What is being asked
Would you print the material exactly, starting at its first line and ending at the line holding "of this module."?
** Opening Supplied material block **
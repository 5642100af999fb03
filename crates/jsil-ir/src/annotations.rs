//! Interop annotation metadata.
//!
//! Annotations are attached by the front end to libraries, classes, inline
//! containers and members. The lowering pass only ever reads them, through the
//! query functions at the bottom of this module.

/// Interop annotations on a single declaration.
#[derive(Debug, Clone, Default, PartialEq, Eq)]
pub struct Annotations {
    /// Name given by a JS annotation. `Some("")` when the annotation is
    /// present without a name.
    pub js_name: Option<String>,
    /// Public JS-interop annotation.
    pub js_interop: bool,
    /// Internal JS-interop annotation, used by the new interop libraries.
    pub internal_js_interop: bool,
    /// Static-interop annotation on a class.
    pub static_interop: bool,
    /// Anonymous object-literal container.
    pub anonymous: bool,
    /// Native (host-provided) class annotation.
    pub native: bool,
    /// Host values of this type may be trusted to match their static type.
    pub trust_types: bool,
}

impl Annotations {
    /// Public JS annotation carrying `name`.
    pub fn js(name: impl Into<String>) -> Self {
        Self {
            js_name: Some(name.into()),
            js_interop: true,
            ..Self::default()
        }
    }

    /// Internal JS annotation carrying `name`.
    pub fn internal_js(name: impl Into<String>) -> Self {
        Self {
            js_name: Some(name.into()),
            internal_js_interop: true,
            ..Self::default()
        }
    }

    /// Native class annotation.
    pub fn native() -> Self {
        Self {
            native: true,
            ..Self::default()
        }
    }

    pub fn with_static_interop(mut self) -> Self {
        self.static_interop = true;
        self
    }

    pub fn with_anonymous(mut self) -> Self {
        self.anonymous = true;
        self
    }

    pub fn with_trust_types(mut self) -> Self {
        self.trust_types = true;
        self
    }
}

/// Declarations that carry interop annotations.
pub trait Annotated {
    fn annotations(&self) -> &Annotations;
}

// =============================================================================
// Annotation queries
// =============================================================================

/// The JS name of a declaration, or `""` when none was given.
pub fn js_name(node: &impl Annotated) -> &str {
    node.annotations().js_name.as_deref().unwrap_or("")
}

pub fn is_js_interop(node: &impl Annotated) -> bool {
    node.annotations().js_interop
}

pub fn is_internal_js_interop(node: &impl Annotated) -> bool {
    node.annotations().internal_js_interop
}

pub fn is_static_interop(node: &impl Annotated) -> bool {
    node.annotations().static_interop
}

pub fn is_anonymous_literal_container(node: &impl Annotated) -> bool {
    node.annotations().anonymous
}

pub fn is_native(node: &impl Annotated) -> bool {
    node.annotations().native
}

pub fn trusts_static_types(node: &impl Annotated) -> bool {
    node.annotations().trust_types
}

impl Annotated for Annotations {
    fn annotations(&self) -> &Annotations {
        self
    }
}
** Closing Supplied material block **
Your response
repository 5642100af999fb03
filename crates/jsil-ir/src/annotations.rs
//! Interop annotation metadata.
//!
//! Annotations are attached by the front end to libraries, classes, inline
//! containers and members. The lowering pass only ever reads them, through the
//! query functions at the bottom of this module.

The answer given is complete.